The first is a property of Stack<T>, while the second is a LINQ extension method
I don’t think this is a complaint to be honest, but since we’re looking at performance let me just point out that the overhead of calling a LINQ extension method is virtually nothing. They are baked in at compile time and are static calls. Static calls are marginally faster than virtual method calls because they don’t have to go through a vtable lookup. When compared with non-virtual calls (like the Count property on Stack<T>) they would be about the same speed or very slightly faster.
The first uses 3 IL instructions, while the second uses 34
So what? Firstly, do we know how those IL instructions wind up on the machine? It may be 3 vs 34 IL instructions and 5 vs 15 machine instructions for all we know, or 1 vs 250. Even if there was a 1 to 1 mapping between IL and machine instructions the performance difference would be minimal. An Intel Core i7 Extreme 965EE executes just over 76 billion instructions per second. So, the difference between these two would be about a 400 millionths of a second, about 4 shakes, or about how long fusion takes in an exploding hydrogen bomb.
So, unless you’re running this in a loop at least a million times, those 31 instructions aren’t going to make a huge difference. And yes, I do know that it’d be likely a lot more than 31 machine instructions, but even at an order of magnitude more, it still wouldn’t be worth worrying about unless you were in a very tight loop which sat in the hot path of your application.

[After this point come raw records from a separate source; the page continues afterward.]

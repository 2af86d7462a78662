use serde_json::{Map, Value, json};

use crate::packer::PackedShard;

/// Predicted timing of a generated shard map, written to `extra_infos`.
#[derive(Debug, Clone, PartialEq)]
pub struct ShardStats {
    /// Story runs over all shards, repeats included.
    pub num_stories: usize,
    /// Predicted time of each shard, in shard order.
    pub shard_times: Vec<f64>,
    /// `(story, seconds)` of each shard, in shard order.
    pub breakdowns: Vec<Vec<(String, f64)>>,
}

impl ShardStats {
    pub fn from_packed(num_stories: usize, shards: &[PackedShard]) -> Self {
        Self {
            num_stories,
            shard_times: shards.iter().map(|s| s.time).collect(),
            breakdowns: shards.iter().map(|s| s.breakdown.clone()).collect(),
        }
    }

    pub fn total_time(&self) -> f64 {
        self.shard_times.iter().sum()
    }

    /// `(index, time)` of the fastest shard, the first one on ties.
    pub fn min_shard(&self) -> Option<(usize, f64)> {
        let mut min: Option<(usize, f64)> = None;
        for (index, &time) in self.shard_times.iter().enumerate() {
            if min.is_none_or(|(_, min_time)| time < min_time) {
                min = Some((index, time));
            }
        }
        min
    }

    /// `(index, time)` of the slowest shard, the first one on ties.
    pub fn max_shard(&self) -> Option<(usize, f64)> {
        let mut max: Option<(usize, f64)> = None;
        for (index, &time) in self.shard_times.iter().enumerate() {
            if max.is_none_or(|(_, max_time)| time > max_time) {
                max = Some((index, time));
            }
        }
        max
    }

    /// Content of the `extra_infos` side-car.
    ///
    /// With `debug`, each shard lists the predicted time of every story it
    /// runs; otherwise only its total.
    pub fn to_extra_infos(&self, debug: bool) -> Map<String, Value> {
        let mut extra_infos = Map::new();
        let (min_index, min_time) = self.min_shard().unzip();
        let (max_index, max_time) = self.max_shard().unzip();
        extra_infos.insert("num_stories".into(), json!(self.num_stories));
        extra_infos.insert("predicted_min_shard_time".into(), json!(min_time));
        extra_infos.insert("predicted_min_shard_index".into(), json!(min_index));
        extra_infos.insert("predicted_max_shard_time".into(), json!(max_time));
        extra_infos.insert("predicted_max_shard_index".into(), json!(max_index));

        for (index, time) in self.shard_times.iter().enumerate() {
            let shard_name = format!("shard #{index}");
            if debug {
                let mut stories: Map<String, Value> = self.breakdowns[index]
                    .iter()
                    .map(|(story, duration)| (story.clone(), json!(duration)))
                    .collect();
                stories.insert("predicted_total_time".into(), json!(time));
                extra_infos.insert(shard_name, Value::Object(stories));
            } else {
                extra_infos.insert(shard_name, json!(time));
            }
        }
        extra_infos
    }
}

#[cfg(test)]
mod tests {
    use super::*;

    fn stats() -> ShardStats {
        ShardStats {
            num_stories: 4,
            shard_times: vec![20.0, 10.0, 20.0, 10.0],
            breakdowns: vec![
                vec![("a/s1".into(), 20.0)],
                vec![("a/s2".into(), 10.0)],
                vec![("b/s1".into(), 20.0)],
                vec![("b/s2".into(), 10.0)],
            ],
        }
    }

    #[test]
    fn test_extrema_use_first_shard_on_ties() {
        assert_eq!(stats().min_shard(), Some((1, 10.0)));
        assert_eq!(stats().max_shard(), Some((0, 20.0)));
        assert_eq!(stats().total_time(), 60.0);
    }

    #[test]
    fn test_summary_extra_infos() {
        let extra_infos = stats().to_extra_infos(false);
        insta::assert_snapshot!(serde_json::to_string_pretty(&extra_infos).unwrap(), @r###"
        {
          "num_stories": 4,
          "predicted_min_shard_time": 10.0,
          "predicted_min_shard_index": 1,
          "predicted_max_shard_time": 20.0,
          "predicted_max_shard_index": 0,
          "shard #0": 20.0,
          "shard #1": 10.0,
          "shard #2": 20.0,
          "shard #3": 10.0
        }
        "###);
    }

    #[test]
    fn test_debug_extra_infos_list_stories() {
        let extra_infos = stats().to_extra_infos(true);
        assert_eq!(
            extra_infos["shard #2"],
            json!({"b/s1": 20.0, "predicted_total_time": 20.0})
        );
        let keys: Vec<_> = extra_infos["shard #2"].as_object().unwrap().keys().collect();
        assert_eq!(keys, vec!["b/s1", "predicted_total_time"]);
    }
}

The first runs in constant time, while the second is O(n)
Yes, this could indeed become a problem if your application was dealing with hundreds of thousands of items in your stack. In such a situation I would have to ask why you were keeping so many items in a stack though. Secondly, whilst Stack<T>.Count does indeed run in constant time, that is not a given for all implementations of ICollection.Count. For example if you look at the concurrent collections in the Task Parallel Library, their Count properties do not run in O(1), but in O(N).

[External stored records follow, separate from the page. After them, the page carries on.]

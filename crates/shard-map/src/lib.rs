//! Shard-map generation for performance builders.
//!
//! Takes a builder's benchmarks, their measured story durations and repeat
//! requirements, and decides which stories each shard of the builder runs.

pub mod benchmark;
pub mod generator;
mod json;
pub mod packer;
pub mod ranges;
pub mod repeat;
pub mod shard_map;
pub mod simulate;
pub mod stats;
pub mod timing;
pub mod timing_list;

pub use benchmark::{BenchmarkConfig, ExecutableConfig, ShardTarget};
pub use generator::{ShardingResult, generate_shard_map};
pub use json::to_pretty_json;
pub use repeat::{RepeatConfig, RepeatSpec};
pub use shard_map::ShardMap;
pub use simulate::{SimulatedShard, simulate_shard_map};
pub use timing::{TimingRecord, TimingStore};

However, this complaint is also completely misinformed. LINQ’s Count() operator actually checks to see if it’s dealing with an ICollection and if so, it calls the Count property. So, in fact LINQ’s Count() runs in O(1) time wherever possible. Oh, and in such a case, it does it in only 10 IL instructions too!

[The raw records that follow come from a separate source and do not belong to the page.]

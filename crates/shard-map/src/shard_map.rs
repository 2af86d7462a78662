use std::collections::{BTreeSet, HashSet};

use anyhow::{Context, bail};
use indexmap::IndexMap;
use serde::ser::SerializeMap;
use serde::{Deserialize, Serialize, Serializer};
use serde_json::Value;

/// Key of the diagnostic side-car, always written after the shards.
pub const EXTRA_INFOS_KEY: &str = "extra_infos";

#[derive(Debug, Clone, Copy, PartialEq, Eq, Serialize, Deserialize)]
pub struct Section {
    pub begin: usize,
    pub end: usize,
}

/// Which stories of a benchmark a shard runs.
///
/// Either a single range, where bounds equal to the full story list are
/// omitted, or a list of disjoint `sections`.
#[derive(Debug, Clone, PartialEq, Eq, Serialize, Deserialize)]
pub struct BenchmarkShard {
    #[serde(default, skip_serializing_if = "Option::is_none")]
    pub sections: Option<Vec<Section>>,
    #[serde(default, skip_serializing_if = "Option::is_none")]
    pub begin: Option<usize>,
    #[serde(default, skip_serializing_if = "Option::is_none")]
    pub end: Option<usize>,
    #[serde(default)]
    pub abridged: bool,
}

impl BenchmarkShard {
    /// Build the descriptor of merged, sorted, non-empty ranges.
    pub fn from_ranges(ranges: &[(usize, usize)], story_count: usize, abridged: bool) -> Self {
        match ranges {
            [(begin, end)] => BenchmarkShard {
                sections: None,
                begin: (*begin != 0).then_some(*begin),
                end: (*end != story_count).then_some(*end),
                abridged,
            },
            _ => BenchmarkShard {
                sections: Some(
                    ranges
                        .iter()
                        .map(|&(begin, end)| Section { begin, end })
                        .collect(),
                ),
                begin: None,
                end: None,
                abridged,
            },
        }
    }

    /// Half-open story index ranges described by this entry.
    pub fn ranges(&self, story_count: usize) -> Vec<(usize, usize)> {
        match &self.sections {
            Some(sections) => sections.iter().map(|s| (s.begin, s.end)).collect(),
            None => vec![(self.begin.unwrap_or(0), self.end.unwrap_or(story_count))],
        }
    }
}

#[derive(Debug, Clone, PartialEq, Eq, Serialize, Deserialize)]
pub struct ExecutableShard {
    #[serde(default, skip_serializing_if = "Vec::is_empty")]
    pub arguments: Vec<String>,
    pub path: String,
}

/// Everything one shard runs.
#[derive(Debug, Clone, Default, PartialEq, Eq, Serialize, Deserialize)]
pub struct ShardAssignment {
    #[serde(default)]
    pub benchmarks: IndexMap<String, BenchmarkShard>,
    #[serde(default, skip_serializing_if = "IndexMap::is_empty")]
    pub executables: IndexMap<String, ExecutableShard>,
}

impl ShardAssignment {
    pub fn is_empty(&self) -> bool {
        self.benchmarks.is_empty() && self.executables.is_empty()
    }

    /// Benchmark and executable names, in map order.
    pub fn names(&self) -> impl Iterator<Item = &str> {
        self.benchmarks
            .keys()
            .chain(self.executables.keys())
            .map(String::as_str)
    }
}

/// The shard map of a builder: shards `"0"` to `"N-1"` then `extra_infos`.
#[derive(Debug, Clone, Default, PartialEq, Deserialize)]
#[serde(try_from = "IndexMap<String, Value>")]
pub struct ShardMap {
    pub shards: Vec<ShardAssignment>,
    /// Diagnostics only, never read back by any pass.
    pub extra_infos: Option<serde_json::Map<String, Value>>,
}

impl ShardMap {
    pub fn from_json(content: &str) -> anyhow::Result<Self> {
        Ok(serde_json::from_str(content)?)
    }

    pub fn to_json(&self) -> anyhow::Result<String> {
        crate::json::to_pretty_json(self)
    }

    pub fn num_shards(&self) -> usize {
        self.shards.len()
    }

    /// Every benchmark and executable scheduled on at least one shard.
    pub fn scheduled_names(&self) -> BTreeSet<String> {
        self.shards
            .iter()
            .flat_map(ShardAssignment::names)
            .map(str::to_string)
            .collect()
    }

    /// Drop every benchmark and executable whose name is not in `keep`,
    /// leaving the other entries untouched. Returns the removed names.
    pub fn deschedule(&mut self, keep: &HashSet<String>) -> BTreeSet<String> {
        let mut removed = BTreeSet::new();
        for shard in &mut self.shards {
            shard.benchmarks.retain(|name, _| {
                keep.contains(name) || {
                    removed.insert(name.clone());
                    false
                }
            });
            shard.executables.retain(|name, _| {
                keep.contains(name) || {
                    removed.insert(name.clone());
                    false
                }
            });
        }
        removed
    }
}

impl Serialize for ShardMap {
    fn serialize<S: Serializer>(&self, serializer: S) -> Result<S::Ok, S::Error> {
        let extra = usize::from(self.extra_infos.is_some());
        let mut map = serializer.serialize_map(Some(self.shards.len() + extra))?;
        for (index, shard) in self.shards.iter().enumerate() {
            map.serialize_entry(&index.to_string(), shard)?;
        }
        if let Some(extra_infos) = &self.extra_infos {
            map.serialize_entry(EXTRA_INFOS_KEY, extra_infos)?;
        }
        map.end()
    }
}

impl TryFrom<IndexMap<String, Value>> for ShardMap {
    type Error = anyhow::Error;

    fn try_from(raw: IndexMap<String, Value>) -> anyhow::Result<Self> {
        let mut shard_map = ShardMap::default();
        for (key, value) in raw {
            if key == EXTRA_INFOS_KEY {
                let Value::Object(extra_infos) = value else {
                    bail!("{EXTRA_INFOS_KEY} must be an object");
                };
                shard_map.extra_infos = Some(extra_infos);
                continue;
            }
            let index: usize = key
                .parse()
                .with_context(|| format!("Unexpected shard key {key:?}"))?;
            if index != shard_map.shards.len() {
                bail!(
                    "Shard {index} found where shard {} was expected",
                    shard_map.shards.len()
                );
            }
            let shard = serde_json::from_value(value)
                .with_context(|| format!("Failed to parse shard {index}"))?;
            shard_map.shards.push(shard);
        }
        Ok(shard_map)
    }
}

The second version generates garbage, while the first does not
I have no idea what the author is referring to when he talks about generating garbage here. As I have shown, Count() is very nearly as efficient as calling Stack<T>.Count and also offers a level of abstraction higher than collections. Since it operates on iterators it can be vastly more efficient than a collection which has sparse items of interest, by which I mean we loaded lots of items into it, and then filter for a small subset which we want. What Shawn is discussing here is the fact that it generates objects on the heap, a serious concern for game developers like him. Happily, if the item being Count()ed is an ICollection, it won't do any such thing, and for most of the rest of us it probably doesn't matter that much.
I don’t know about you, but an efficient abstraction offering those kinds of advantages is a great idea in my book, not garbage!
Conclusion
So, do I think you should always use Count() instead of the Count property? Of course not! If you know you are dealing with a Stack<T>, then you should use its Count property. Any collection is likely to implement Count in the manner most effective for it. The Count() can approach the efficiency of the Count property, but since it’s best-case is to invoke the Count property, it is marginally more efficient to just use that property directly.
However, often it’s worth our while to operate at a higher level of abstraction. In such a case use Count() and it’s friends without guilt, they’re actually pretty damn quick. In short, don’t prematurely optimize.